Is it 'correct' to be horrified by the accounts of torture?
I don't think there is a correct response to torture, the expected opinion of someone is to be horrified, disgusted or feel remorse for the victim. However, if someone does not respond in these ways how can you say that is wrong as they might just be desensitised to the situation at hand. This desensitisation may seem like a negative thing but if that specific individual is doing nothing harm with these emotions or reactions then how can it be seen as wrong. Let's look at the more extreme point of view, what if someone were to gain enjoyment from torture as much as we do from a joke? To think of this turns my stomach but I still don't consider it an 'inappropriate' response as I am not that person, my brain and personality are not wired like them. If someone were to have this natural response how can you say it is wrong, you would be dismissing their natural form of enjoyment. Whether they acted on such feelings or emotions in a negative way would determine is they behaved appropriately. In saying this, actions can be heavily based on emotion but I still can't it is wrong to feel a certain way.
You can't expect everyone to have a horrified response to torture because it is not even like that in pop culture. With horror movies like Saw, some are so disgusted they do not watch it, some get past the gore to watch the story, some like every aspect of it and some just love the fake effects. All are responses to the movies which are fake forms are torture, these may be fake but still forms of torture that people pay to observe.
Is it possible to experience an emotion, a feeling, an attitude or sensibility that cannot be expressed in language?

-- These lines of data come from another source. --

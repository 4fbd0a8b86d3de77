//! Sequential reader over the decompressed database buffer.

use crate::errors::{DecodeError, DecodeResult};
use crate::models::PackedDate;

/// Positional little-endian reader. Every read consumes bytes; there is
/// exactly one cursor per decode, shared by `&mut` through the whole tree.
#[derive(Debug)]
pub struct ByteCursor<'a> {
    buf: &'a [u8],
    pos: usize,
}

impl<'a> ByteCursor<'a> {
    pub fn new(buf: &'a [u8]) -> Self {
        Self { buf, pos: 0 }
    }

    pub fn position(&self) -> usize {
        self.pos
    }

    pub fn remaining(&self) -> usize {
        self.buf.len() - self.pos
    }

    /// Next `n` bytes.
    pub fn read_fixed(&mut self, n: usize) -> DecodeResult<&'a [u8]> {
        let end = self
            .pos
            .checked_add(n)
            .filter(|end| *end <= self.buf.len())
            .ok_or_else(|| self.out_of_bounds(n))?;

        let buf = self.buf;
        let bytes = &buf[self.pos..end];
        self.pos = end;
        Ok(bytes)
    }

    /// Next `N` bytes as an array.
    pub fn read_array<const N: usize>(&mut self) -> DecodeResult<[u8; N]> {
        let mut out = [0u8; N];
        out.copy_from_slice(self.read_fixed(N)?);
        Ok(out)
    }

    pub fn read_u8(&mut self) -> DecodeResult<u8> {
        Ok(self.read_array::<1>()?[0])
    }

    pub fn read_u16_le(&mut self) -> DecodeResult<u16> {
        Ok(u16::from_le_bytes(self.read_array()?))
    }

    pub fn read_u32_le(&mut self) -> DecodeResult<u32> {
        Ok(u32::from_le_bytes(self.read_array()?))
    }

    /// NUL-terminated string. The terminator is consumed but not returned.
    pub fn read_cstring(&mut self) -> DecodeResult<String> {
        let buf = self.buf;
        let rest = &buf[self.pos..];
        let len = rest
            .iter()
            .position(|b| *b == 0)
            .ok_or_else(|| self.out_of_bounds(rest.len() + 1))?;

        let text = String::from_utf8_lossy(&rest[..len]).into_owned();
        self.pos += len + 1;
        Ok(text)
    }

    pub fn read_packed_date(&mut self) -> DecodeResult<PackedDate> {
        Ok(PackedDate::unpack(self.read_u16_le()?))
    }

    fn out_of_bounds(&self, wanted: usize) -> DecodeError {
        DecodeError::OutOfBounds {
            offset: self.pos,
            wanted,
            remaining: self.remaining(),
        }
    }
}
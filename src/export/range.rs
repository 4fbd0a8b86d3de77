// src/export/range.rs

use crate::errors::{AppError, AppResult};
use crate::export::ExportRow;
use chrono::{Datelike, NaiveDate};

/// Inclusive date bounds.
pub type DateBounds = (NaiveDate, NaiveDate);

/// Parse a period / range expression.
///
/// Supports:
/// - `all` (no bounds)
/// - YYYY, YYYY-MM, YYYY-MM-DD
/// - YYYY:YYYY, YYYY-MM:YYYY-MM, YYYY-MM-DD:YYYY-MM-DD
pub fn parse_range(r: &str) -> AppResult<Option<DateBounds>> {
    let r = r.trim();
    if r.eq_ignore_ascii_case("all") {
        return Ok(None);
    }

    let bounds = match r.split_once(':') {
        Some((start, end)) => {
            let (start, end) = (start.trim(), end.trim());
            if start.len() != end.len() {
                return Err(AppError::InvalidRange(
                    "start and end must have same format".into(),
                ));
            }
            (period_bounds(start)?.0, period_bounds(end)?.1)
        }
        None => period_bounds(r)?,
    };

    if bounds.0 > bounds.1 {
        return Err(AppError::InvalidRange(format!("{r}: start is after end")));
    }

    Ok(Some(bounds))
}

/// First and last day covered by a single YYYY / YYYY-MM / YYYY-MM-DD.
fn period_bounds(p: &str) -> AppResult<DateBounds> {
    let invalid = || AppError::InvalidDate(p.to_string());

    match p.len() {
        4 => {
            let y: i32 = p.parse().map_err(|_| invalid())?;
            let first = NaiveDate::from_ymd_opt(y, 1, 1).ok_or_else(invalid)?;
            let last = NaiveDate::from_ymd_opt(y, 12, 31).ok_or_else(invalid)?;
            Ok((first, last))
        }
        7 => {
            let first =
                NaiveDate::parse_from_str(&format!("{p}-01"), "%Y-%m-%d").map_err(|_| invalid())?;
            Ok((first, month_last_day(first).ok_or_else(invalid)?))
        }
        10 => {
            let d = NaiveDate::parse_from_str(p, "%Y-%m-%d").map_err(|_| invalid())?;
            Ok((d, d))
        }
        _ => Err(AppError::InvalidRange(format!("unsupported format: {p}"))),
    }
}

fn month_last_day(first: NaiveDate) -> Option<NaiveDate> {
    let (y, m) = if first.month() == 12 {
        (first.year() + 1, 1)
    } else {
        (first.year(), first.month() + 1)
    };
    NaiveDate::from_ymd_opt(y, m, 1)?.pred_opt()
}

/// Keep rows whose date falls inside `bounds`. Placeholder rows and rows
/// with an impossible date never match.
pub fn filter_rows(rows: Vec<ExportRow>, bounds: Option<DateBounds>) -> Vec<ExportRow> {
    let Some((start, end)) = bounds else {
        return rows;
    };

    rows.into_iter()
        .filter(|row| {
            NaiveDate::parse_from_str(&row.date, "%Y-%m-%d")
                .is_ok_and(|d| d >= start && d <= end)
        })
        .collect()
}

I think it is incredibly possible to experience something internally that is indescribable. The human language was created by multiple human beings in order to aid communication between one another but it is not perfect. Many of this generation did not create the vocabulary we use so we can't be expected to relate to something that we did not exactly experience or create. We use language as a tool in the hopes to convey what we are feeling to communicate effectively but many words do not reflect how we actually feel. They may not reflect what we feel exactly but we still use them in an attempt to describe ourselves as creating new words to depict attitudes is just as useless. These words aid the expression of feelings as they can describe but they will never be concrete ways of communicating our feelings. This is caused by the differences in emotions between individuals. Your sadness may be radically different from mine but we use the same word to give each other an idea of how we will in that current pint in time.
A difficulty like this causes emotions to get lost in translation, we may use certain words to describe exactly how we feel but the interpretation of those words depends on the second party. This interpretation will never be the same as everyone processes information and attitudes differently. It allows us to be individuals but allows countless miss interpretations to take place as people may try to the best to convey their emotions part how the person interprets this information is out of their hands.